The aim of this spec is to fill this gap by proposing a method to read this information, store it, use it during the scheduling process and provide a way to share this information with Neutron.

Use Cases

  • An NFV MANO/VNFM system needs to ensure that a particular network I/O intensive workload is launched on a compute host with SR-IOV NIC hardware that has some specific hardware offload features (e.g. TSO and checksumming).

Proposed change

This spec proposes to implement the following changes in Nova:

  • A method to read the NIC feature information.

  • A method to store this information in the Nova DB.

  • How Nova Scheduler PCI filter will match this new information.

The spec also describes how a Neutron port must be defined to include these NIC features. This information will be added to the OpenStack manuals and devref.

NIC feature information

The libvirt API currently provides the feature list of a NIC device. Using the command line utility we can retrieve the following information

$ virsh nodedev-dumpxml net_ens785_68_05_ca_34_83_60
<device>
  <name>net_ens785_68_05_ca_34_83_60</name>
  <path>/sys/devices/pci0000:00/0000:00:02.0/0000:02:00.0/net/ens785</path>
  <parent>pci_0000_02_00_0</parent>
  <capability type='net'>
    <interface>ens785</interface>
    <address>68:05:ca:34:83:60</address>
    <link state='down'/>
    <feature name='rx'/>   <-- example of NIC feature
    <feature name='tx'/>
    <feature name='sg'/>
    <feature name='tso'/>
    <feature name='gso'/>
    <feature name='gro'/>
    <feature name='rxvlan'/>
    <feature name='txvlan'/>
    <feature name='rxhash'/>
    <feature name='rdma'/>
    <feature name='txudptnl'/>
    <capability type='80203'/>
  </capability>
</device>

The parent of a NIC device is always a unique PCI device and the only child of this PCI device is the NIC device. This spec proposes to add a new member to nova.virt.libvirt.config.LibvirtConfigNodeDevicePciCap class, called ‘net_features’. This member will be a list of strings, e.g., ‘HW_NIC_OFFLOAD_RX’, ‘HW_NIC_OFFLOAD_TSO’ or ‘HW_NIC_OFFLOAD_RXHASH’. This list is empty by default. If a PCI device is not a NIC interface or doesn’t have any feature, the list will remain empty.

Store the NIC features information

No changes are needed in the database. The NIC information per PCI device will be stored in pci_devices.extra_info under a dictionary labeled capabilities. This dictionary will contain all discovered PCI capabilities, grouped in types. In this case, because the features are related with networking capabilities, these will be contained in a list called network

extra_info: {'capabilities':
                {'network': ['HW_NIC_OFFLOAD_RX', 'HW_NIC_OFFLOAD_SG',
                             'HW_NIC_OFFLOAD_TSO', 'HW_NIC_OFFLOAD_TX']}
            }

As seen in the example above, the strings representing network capabilities are traits belonging to os-traits project. Those traits are located under os_traits.hw.nic directory [2]. Any other string not found in os-traits will be discarded from capabilities:network list and a warning message will be logged, but no exception will be risen.

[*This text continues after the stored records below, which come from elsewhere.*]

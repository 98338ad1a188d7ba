//! Zip resource archives (zip crate)

use std::collections::HashMap;
use std::fs::File;
use std::io::{BufReader, Read};
use std::path::Path;
use std::sync::Mutex;
use tracing::debug;
use zip::{CompressionMethod, ZipArchive};

use super::{ArchiveError, CompressionType, FileInfo, ResourceArchive};

/// Zip archive exposing the shared flat file table.
///
/// Stored entries report [`CompressionType::None`], deflated ones
/// [`CompressionType::Rfc1951`]. `compressed_crc32` carries the CRC the zip
/// directory records, which covers the uncompressed data.
pub struct ZipResourceArchive {
    archive: Mutex<ZipArchive<BufReader<File>>>,
    infos: Vec<FileInfo>,
    by_name: HashMap<String, usize>,
}

impl ZipResourceArchive {
    pub fn open(path: &Path) -> Result<Self, ArchiveError> {
        let file = File::open(path)?;
        let mut archive = ZipArchive::new(BufReader::new(file))?;

        let mut infos = Vec::with_capacity(archive.len());
        for i in 0..archive.len() {
            let entry = archive.by_index_raw(i)?;
            if entry.is_dir() {
                continue;
            }

            let compression_type = match entry.compression() {
                CompressionMethod::Stored => CompressionType::None,
                CompressionMethod::Deflated => CompressionType::Rfc1951,
                other => {
                    return Err(ArchiveError::Malformed(format!(
                        "unsupported zip compression {:?} for {}",
                        other,
                        entry.name()
                    )))
                }
            };

            infos.push(FileInfo {
                relative_file_path: entry.name().to_string(),
                compression_type,
                compressed_size: entry_size(entry.compressed_size(), entry.name())?,
                original_size: entry_size(entry.size(), entry.name())?,
                offset: entry.header_start(),
                compressed_crc32: entry.crc32(),
            });
        }

        debug!("Opened zip {} with {} files", path.display(), infos.len());

        let by_name = infos
            .iter()
            .enumerate()
            .map(|(i, info)| (info.relative_file_path.clone(), i))
            .collect();

        Ok(Self {
            archive: Mutex::new(archive),
            infos,
            by_name,
        })
    }
}

/// Entries past 4 GiB don't fit the 32-bit sizes of [`FileInfo`].
fn entry_size(size: u64, name: &str) -> Result<u32, ArchiveError> {
    u32::try_from(size).map_err(|_| ArchiveError::Malformed(format!("{} is too large: {} bytes", name, size)))
}

impl ResourceArchive for ZipResourceArchive {
    fn files(&self) -> &[FileInfo] {
        &self.infos
    }

    fn file_info(&self, relative_path: &str) -> Option<&FileInfo> {
        self.by_name.get(relative_path).map(|&i| &self.infos[i])
    }

    fn load_file(&self, relative_path: &str, out: &mut Vec<u8>) -> Result<bool, ArchiveError> {
        let Some(info) = self.file_info(relative_path) else {
            return Ok(false);
        };

        let mut archive = self
            .archive
            .lock()
            .map_err(|_| ArchiveError::Malformed("zip reader poisoned".into()))?;
        let mut entry = archive.by_name(relative_path)?;

        out.clear();
        out.reserve(info.original_size as usize);
        entry.read_to_end(out)?;
        Ok(true)
    }
}

#[cfg(test)]
mod tests {
    use super::*;
    use std::io::Write;
    use tempfile::TempDir;
    use zip::write::SimpleFileOptions;
    use zip::ZipWriter;

    #[test]
    fn test_round_trip_deflate() -> anyhow::Result<()> {
        let dir = TempDir::new()?;
        let source = dir.path().join("source.txt");
        let content = b"zip resource archive content\n".repeat(64);
        std::fs::write(&source, &content)?;

        let zip_path = dir.path().join("test.zip");
        let mut writer = ZipWriter::new(File::create(&zip_path)?);
        let deflated = SimpleFileOptions::default().compression_method(CompressionMethod::Deflated);
        let stored = SimpleFileOptions::default().compression_method(CompressionMethod::Stored);
        writer.add_directory("data/", stored)?;
        writer.start_file("data/source.txt", deflated)?;
        writer.write_all(&std::fs::read(&source)?)?;
        writer.start_file("data/raw.bin", stored)?;
        writer.write_all(b"raw")?;
        writer.finish()?;

        let archive = ZipResourceArchive::open(&zip_path)?;
        assert_eq!(archive.files().len(), 2);

        let info = archive.file_info("data/source.txt").unwrap();
        assert_eq!(info.compression_type, CompressionType::Rfc1951);
        assert_eq!(info.original_size as usize, content.len());
        assert_eq!(
            archive.file_info("data/raw.bin").unwrap().compression_type,
            CompressionType::None
        );

        let mut out = Vec::new();
        assert!(archive.load_file("data/source.txt", &mut out)?);
        assert_eq!(out, std::fs::read(&source)?);
        assert!(!archive.load_file("data/missing.txt", &mut out)?);
        Ok(())
    }

    #[test]
    fn test_garbage_is_structural_error() -> anyhow::Result<()> {
        let dir = TempDir::new()?;
        let path = dir.path().join("broken.zip");
        std::fs::write(&path, b"PK\x03\x04 this is not really a zip")?;
        assert!(ZipResourceArchive::open(&path).is_err());

        let opened = crate::archive::open_archive(&path);
        assert!(opened.is_err());
        Ok(())
    }

    #[test]
    fn test_oversized_entry_is_malformed() {
        assert_eq!(entry_size(u32::MAX as u64, "big.bin").ok(), Some(u32::MAX));
        assert!(matches!(
            entry_size(u32::MAX as u64 + 1, "huge.bin"),
            Err(ArchiveError::Malformed(_))
        ));
    }
}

Neutron port binding:profile

The Neutron data model and API is already defined. No modifications in Neutron project are needed.

E.g., how to define a Neutron port and request some specific NIC features, defined in the binding profile

$ openstack port create --binding-profile
    '{"capabilities": ["HW_NIC_OFFLOAD_RX", "HW_NIC_OFFLOAD_TSO"]}'
    --network private port1

Nova Scheduler filter PciPassthroughFilter

As it works now, the PCI request information during the boot of a virtual machine will come both from the PCI alias information provided in the flavor and the Neutron port definition passed in the boot command. With this feature, the Neutron port would be able to contain a list of NIC features.

To add this new parameter to the filter, PciDeviceStats PCI device pools will contain a new tag key (‘capabilities.network’). Because every virtual function in the pool belongs to the same PCI device, all of them have the same NIC features.

If the binding profile from a Neutron port has a capabilities_network parameter, this will be extracted from the neutron port and added to the PCI request spec, the PCI passthrough filter will try to match this value with the one stored in the PCI device pools.

capabilities_network parameter in both the request spec and the PCI device stats are lists. Currently the PCI passthrough filter only matches string parameters [3]. This spec proposes to change this matching function to accept both strings and lists:

  • If a string is passed, the function will pass if both strings are equal.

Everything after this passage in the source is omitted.